Setiap Bepergian, Pulang Bawa Tulisan Jurnalistik

Impian Suci Ayu Latifah menjadi wartawan tidak bisa ditawar. Kemampuan menulis terus diasah demi profesi idamannya sejak SMA itu. Salah satunya menjadi citizen reporter.  Senyum Suci Ayu Latifah mengembang kala diminta naik ke atas panggung. Tepuk tangan lantas mengiringi langkah kaki wisudawati jurusan Pendidikan Bahasa dan Sastra Indonesia STKIP PGRI Ponorogo 2018/2019 itu yang meraih indeks prestasi kumulatif (IPK) 3,88. Nilai itu membuatnya menjadi lulusan terbaik. ‘’Setelah lulus ini, saya ingin jadi reporter,’’ katanya.
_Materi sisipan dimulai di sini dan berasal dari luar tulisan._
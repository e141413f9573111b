//! Database inspection, export and import for one installation.

use chrono::{Local, NaiveDate};
use serde::Deserialize;
use std::path::{Path, PathBuf};

use crate::backend::Runner;
use crate::error::{Error, Result};
use crate::progress::ProgressReporter;
use crate::scanner::{self, visible_entries};
use crate::types::{DatabaseInfo, DumpOutcome, Installation, TableCheck, scalar_to_string};

/// Reason reported when `wp db export` prints nothing.
pub const EXPORT_FAILED: &str = "Database Export Failed";

/// Reason reported when `wp db import` prints nothing.
pub const IMPORT_FAILED: &str = "Database Import Failed";

/// Steps reported by [`DatabaseInspector::inspect`].
pub const INSPECT_STEPS: u64 = 2;

const SIZE_ARGS: [&str; 5] = ["db", "size", "--human-readable", "--format=json", "--no-color"];

#[derive(Debug, Deserialize)]
struct SizeRow {
    #[serde(rename = "Name")]
    name: String,
    #[serde(rename = "Size", deserialize_with = "scalar_to_string")]
    size: String,
}

/// Parse `wp db size --format=json` output into `(name, size)` of the first row.
pub fn parse_size(json: &str) -> Result<(String, String)> {
    let rows: Vec<SizeRow> =
        serde_json::from_str(json.trim()).map_err(|e| Error::parse("db size", e))?;
    let row = rows
        .into_iter()
        .next()
        .ok_or_else(|| Error::parse("db size", "no rows in result"))?;
    if row.name.trim().is_empty() {
        return Err(Error::parse("db size", "empty database name"));
    }
    Ok((row.name, row.size))
}

/// Collect `table status` pairs from `wp db check` lines mentioning `db_name`.
///
/// Lines with fewer than two fields are skipped. An empty `db_name` matches
/// nothing.
pub fn parse_table_checks(output: &str, db_name: &str) -> Vec<TableCheck> {
    if db_name.is_empty() {
        return Vec::new();
    }
    output
        .lines()
        .filter(|line| line.contains(db_name))
        .filter_map(|line| {
            let mut fields = line.split_whitespace();
            match (fields.next(), fields.next()) {
                (Some(table), Some(status)) => Some(TableCheck {
                    table_name: table.to_string(),
                    check_status: status.to_string(),
                }),
                _ => {
                    log::debug!("Skipping unrecognized db check line: {line:?}");
                    None
                }
            }
        })
        .collect()
}

/// Dump file name: `<db>-<YYYYMMDD>-<6 digits>.sql`.
pub fn dump_file_name(db_name: &str, date: NaiveDate, suffix: u32) -> String {
    format!(
        "{}-{}-{:06}.sql",
        db_name,
        date.format("%Y%m%d"),
        suffix % 1_000_000
    )
}

fn random_suffix() -> Result<u32> {
    let mut bytes = [0u8; 4];
    getrandom::getrandom(&mut bytes).map_err(|e| Error::Random(e.to_string()))?;
    Ok(u32::from_le_bytes(bytes) % 1_000_000)
}

/// Database operations for one installation.
pub struct DatabaseInspector<'a> {
    runner: &'a dyn Runner,
    installation: &'a Installation,
}

impl<'a> DatabaseInspector<'a> {
    /// Create an inspector.
    pub fn new(runner: &'a dyn Runner, installation: &'a Installation) -> Self {
        Self {
            runner,
            installation,
        }
    }

    fn dir(&self) -> &Path {
        &self.installation.directory
    }

    /// Query name, size and per-table status.
    ///
    /// The table check only runs when the size query printed something; WP-CLI
    /// errors land in `size_error` / `check_error`. Malformed size JSON is a
    /// [`Error::Parse`].
    pub fn inspect(&self, progress: &ProgressReporter) -> Result<DatabaseInfo> {
        progress.plan(INSPECT_STEPS);
        let mut info = DatabaseInfo::default();

        let size = self.runner.run(self.dir(), &SIZE_ARGS);
        if let Some(error) = size.stderr_text() {
            log::debug!("db size error: {}", error.trim_end());
            info.size_error = Some(error);
        }
        let size_output = size.stdout_text();
        if let Some(json) = &size_output {
            let (name, human_size) = parse_size(json)?;
            log::debug!("Database {name}: {human_size}");
            info.name = Some(name);
            info.size = Some(human_size);
        }
        progress.advance();

        if let Some(name) = info.name.clone() {
            let check = self.runner.run(self.dir(), &["db", "check"]);
            if let Some(output) = check.stdout_text() {
                info.check_tables = parse_table_checks(&output, &name);
            }
            if let Some(error) = check.stderr_text() {
                log::debug!("db check error: {}", error.trim_end());
                info.check_error = Some(error);
            }
        }
        progress.advance();

        Ok(info)
    }

    /// Export the database into the installation directory.
    pub fn export(&self, info: &DatabaseInfo) -> Result<DumpOutcome> {
        let name = info
            .name
            .as_deref()
            .ok_or_else(|| Error::UnknownDatabase(self.dir().to_path_buf()))?;

        let file_name = dump_file_name(name, Local::now().date_naive(), random_suffix()?);
        let path = self.dir().join(file_name);
        let path_arg = path.to_string_lossy().to_string();

        let output = self.runner.run(self.dir(), &["db", "export", &path_arg]);
        Ok(self.dump_outcome(&output, path, EXPORT_FAILED))
    }

    /// Import a dump file into the database.
    pub fn import(&self, source: &Path) -> DumpOutcome {
        let source_arg = source.to_string_lossy().to_string();
        let output = self.runner.run(self.dir(), &["db", "import", &source_arg]);
        self.dump_outcome(&output, source.to_path_buf(), IMPORT_FAILED)
    }

    fn dump_outcome(
        &self,
        output: &crate::backend::CommandOutput,
        path: PathBuf,
        failure: &str,
    ) -> DumpOutcome {
        if let Some(error) = output.stderr_text() {
            log::debug!("{} for {}: {}", failure, path.display(), error.trim_end());
        }
        match output.stdout_text() {
            Some(message) => {
                log::debug!("Dump result: {}", message.trim_end());
                DumpOutcome::Completed {
                    message: message.trim_end().to_string(),
                    path,
                }
            }
            None => DumpOutcome::Failed {
                reason: failure.to_string(),
            },
        }
    }

    /// Files under `root` whose name contains the database name.
    ///
    /// Hidden directories are skipped. Sorted by path.
    pub fn candidate_dumps(&self, info: &DatabaseInfo, root: &Path) -> Result<Vec<PathBuf>> {
        let name = info
            .name
            .as_deref()
            .ok_or_else(|| Error::UnknownDatabase(self.dir().to_path_buf()))?;

        let mut dumps: Vec<PathBuf> = visible_entries(root)
            .filter(|entry| {
                entry.file_name().to_string_lossy().contains(name) && scanner::is_file(entry)
            })
            .map(|entry| entry.into_path())
            .collect();
        dumps.sort();

        log::debug!("Found {} dump candidate(s) for {}", dumps.len(), name);
        Ok(dumps)
    }
}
Wartawan adalah profesi idaman Suci sejak SMA. Bermula dari hobinya mengisi  majalah dinding (mading) dengan karya tulis. Ternyata, karya tersebut diapresiasi teman dan guru-gurunya. Lulus SMA, Suci mengenal Sutejo, pakar literasi Kemendikbud. Ujung pertemuan itu tidak sekadar mengubah pandangan terhadap wartawan. Warga Desa Pangkal, Sawoo, itu juga menjadi anak asuh akademisi yang merupakan ketua STKIP Ponorogo tersebut. ‘’Jadi, awaln...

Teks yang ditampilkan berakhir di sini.